Today, we will focus on understandability (or intelligibility) and the hierarchy of privileges within information systems.

First, let us define what understandability is about. Systems architecture is, by essence, technical.

An IS should serve to:

  1. access data,
  2. segment and classify information according to specific logics,
  3. access interface with several filters and display of features,
  4. integrate typologies of connection and accesses.

To summarise, it is an environment where tasks are numerous and connections essential.

All of this means you can only reduce complexity to a certain extent. Complexity should not equal confusion.
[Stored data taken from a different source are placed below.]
use std::collections::BTreeSet;
use std::sync::Arc;

use tracing::{debug, info, warn};

use podgate_core::error::{ErrorKind, GateError};
use podgate_core::kv::KvRead;
use podgate_engine::query::QueryRouter;

use crate::admission::{
    AdmissionResponse, AdmissionReview, Pod, SUCCESS_MESSAGE,
};

const QUERY_BY_IMAGE: &str = "/artifacts";

/// Validates pod admission requests against the committed artifact
/// registry. Read-only: a cancelled or failed request leaves no state
/// behind.
pub struct PodValidator<S> {
    store: S,
    query: Arc<QueryRouter>,
    /// Namespaces that bypass validation entirely.
    namespace_blacklist: BTreeSet<String>,
}

impl<S: KvRead> PodValidator<S> {
    pub fn new(store: S, query: Arc<QueryRouter>, namespace_blacklist: BTreeSet<String>) -> Self {
        Self {
            store,
            query,
            namespace_blacklist,
        }
    }

    /// Produce the response review for one admission review.
    pub fn review(&self, review: &AdmissionReview) -> AdmissionReview {
        let Some(request) = &review.request else {
            return review.respond(AdmissionResponse::new(
                "",
                false,
                400,
                "admission request is empty",
            ));
        };
        let uid = request.uid.as_str();
        debug!(uid, kind = %request.kind.kind, "starting pod admission");

        if self.namespace_blacklist.contains(&request.namespace) {
            info!(uid, namespace = %request.namespace, "namespace blacklisted, skipping validation");
            return review.respond(AdmissionResponse::new(
                uid,
                true,
                200,
                format!("namespace {:?} is blacklisted", request.namespace),
            ));
        }

        if request.kind.kind != "Pod" {
            return review.respond(AdmissionResponse::new(
                uid,
                true,
                200,
                format!("no rule for kind {:?}", request.kind.kind),
            ));
        }

        if !matches!(request.operation.as_str(), "CREATE" | "UPDATE") {
            return review.respond(AdmissionResponse::new(
                uid,
                true,
                200,
                format!("no rule for operation {:?}", request.operation),
            ));
        }

        let pod: Pod = match request
            .object
            .clone()
            .map(serde_json::from_value)
            .transpose()
        {
            Ok(Some(pod)) => pod,
            Ok(None) => {
                return review.respond(AdmissionResponse::new(
                    uid,
                    false,
                    400,
                    "request object must not be empty",
                ))
            }
            Err(err) => {
                return review.respond(AdmissionResponse::new(
                    uid,
                    false,
                    400,
                    format!("cannot decode pod: {err}"),
                ))
            }
        };

        match self.check_images(&pod.images()) {
            Ok(()) => review.respond(AdmissionResponse::new(uid, true, 200, SUCCESS_MESSAGE)),
            Err(err) => {
                let code = err.kind().http_status();
                warn!(uid, code, error = %err, "pod admission denied");
                review.respond(AdmissionResponse::new(uid, false, code, err.to_string()))
            }
        }
    }

    fn check_images(&self, images: &BTreeSet<String>) -> Result<(), GateError> {
        for image in images {
            debug!(image = %image, "inspecting container image");
            let result = self
                .query
                .query(&self.store, QUERY_BY_IMAGE, image.as_bytes())
                .map_err(|e| match e.kind() {
                    // A routing mistake is ours, not the caller's.
                    ErrorKind::NotFound => GateError::Human(e.to_string()),
                    _ => e,
                })?;
            if result.is_empty() {
                return Err(GateError::NotFound(format!("image not admitted: {image}")));
            }
        }
        Ok(())
    }
}
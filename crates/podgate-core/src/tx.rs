use serde::{Deserialize, Serialize};

use crate::error::GateError;
use crate::msg::Msg;
use crate::types::{Address, Nonce, PubKey, SignatureBytes};

// ── Signatures ───────────────────────────────────────────────────────────────

/// A single signer's proof. The signed digest is
/// `SHA256(chain_id || nonce_be_u64 || bincode(msg))`; see
/// `podgate_crypto::signing_digest`.
#[derive(Clone, Debug, PartialEq, Serialize, Deserialize)]
pub struct StdSignature {
    pub pubkey: PubKey,
    /// Must equal the signer's persisted counter; increments on success.
    pub nonce: Nonce,
    pub signature: SignatureBytes,
}

// ── Fees ─────────────────────────────────────────────────────────────────────

/// Optional fee declaration. The payer defaults to the main signer. Coin
/// movement belongs to the out-of-scope cash module; the engine only
/// accounts the amount as gas payment.
#[derive(Clone, Debug, PartialEq, Serialize, Deserialize)]
pub struct FeeInfo {
    pub payer: Option<Address>,
    pub amount: u64,
    pub ticker: String,
}

// ── Transaction ──────────────────────────────────────────────────────────────

/// The envelope consumed by the transaction engine: exactly one message,
/// an ordered signature list (first signature = main signer), optional fees
/// and multisig contract references.
///
/// The wire format is the bincode encoding of this struct; all variable
/// length fields are length-prefixed by bincode.
#[derive(Clone, Debug, PartialEq, Serialize, Deserialize)]
pub struct Tx {
    pub msg: Msg,
    pub signatures: Vec<StdSignature>,
    pub fees: Option<FeeInfo>,
    pub multisig_ids: Vec<u64>,
}

impl Tx {
    pub fn new(msg: Msg) -> Self {
        Self {
            msg,
            signatures: Vec::new(),
            fees: None,
            multisig_ids: Vec::new(),
        }
    }

    pub fn encode(&self) -> Result<Vec<u8>, GateError> {
        bincode::serialize(self).map_err(|e| GateError::Serialization(e.to_string()))
    }

    pub fn decode(raw: &[u8]) -> Result<Self, GateError> {
        bincode::deserialize(raw)
            .map_err(|e| GateError::Invalid(format!("cannot decode transaction: {e}")))
    }
}

#[cfg(test)]
mod tests {
    use super::*;
    use crate::msg::{CreateArtifactMsg, Metadata};

    fn sample_tx() -> Tx {
        let mut tx = Tx::new(Msg::CreateArtifact(CreateArtifactMsg {
            metadata: Metadata::new(),
            image: "foo/bar:v0.0.1".into(),
            checksum: "myChecksum123456".into(),
            owner: None,
        }));
        tx.signatures.push(StdSignature {
            pubkey: PubKey(vec![7u8; 32]),
            nonce: 0,
            signature: SignatureBytes(vec![9u8; 64]),
        });
        tx
    }

    #[test]
    fn tx_encode_decode_is_identity() {
        let tx = sample_tx();
        let raw = tx.encode().unwrap();
        assert_eq!(Tx::decode(&raw).unwrap(), tx);
    }

    #[test]
    fn garbage_bytes_fail_decode() {
        let err = Tx::decode(b"not a transaction").unwrap_err();
        assert_eq!(err.kind(), crate::error::ErrorKind::Invalid);
    }
}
If everything in your system has been thought through with methodology and intent, everything in your system is useful and has a place in your ecosystem.

Understandability is the identification of the usefulness of each element which makes the IS.
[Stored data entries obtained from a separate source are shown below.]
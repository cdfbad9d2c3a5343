pub mod genesis;
pub mod handler;
pub mod model;

pub use genesis::{from_genesis, GenesisArtifact};
pub use handler::{register_routes, CreateArtifactHandler, DeleteArtifactHandler};
pub use model::{bucket, Artifact, BUCKET_NAME, CHECKSUM_INDEX};

use podgate_engine::query::{IdEncoder, QueryRouter};

/// Register artifact query paths with the router.
pub fn register_query(qr: &mut QueryRouter) {
    qr.register_bucket("/artifacts", BUCKET_NAME, IdEncoder::Raw);
    qr.register_index("/artifacts/checksum", BUCKET_NAME, CHECKSUM_INDEX, false, IdEncoder::Raw);
}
If that seems obvious, it helps to grasp the importance the IS holds on performances for safety and reliability.

Amongst the few elements, we can name:

→ its ability to decrease probability of vulnerability and failures in the system;

→ its ability to improve efficiency of crisis handling;

→ its ability to increase steadiness of risk assessment simulations within the system.

Do you find this all a bit too abstract and fuzzy?

In other words, the clearer your system, the easier its management and usage.

You save invisible time (otherwise spent deciphering screen layouts, on tracking unknown and beyond understanding scenarios, and so on) to be used on more important matters.

The Hierarchy of Privileges is a Safety Pillar

We will now look at the second key idea of this article: the Hierarchy of Privileges.

This hierarchy is a structural component to frame accesses to resources within your IS. These accesses should be given according to real needs.

In cybersecurity, the determining principle is that of least privileges. Meaning: “no-one should have more rights than those required to perform one’s tasks.”

This restraining hierarchy aims to:

- limit attack surface in case of hacked accounts,

- reduce risks of human error,

- simplify auditing and traceability of sensitive actions performed.

Reaching a Balanced State between Clarity and Hierarchy

These two notions are meant to feed one another.

A well thought out hierarchy contributes to clarity: each role reflects purposeful right attributions, coherent to identified uses within the organisation.

Conversely, a clear system makes hierarchy easier to successfully implement.Be mindful of stretching these principles into overuse.

An overly compartmentalised hierarchy becomes counterproductive: it weighs daily operations and turns into a productivity slump.

Your aim should be to fulfil your professional needs, identified as realistically as possible.

Devoting energy to create roles of secure use cases is certainly going to prove more of a waste of time than a gain.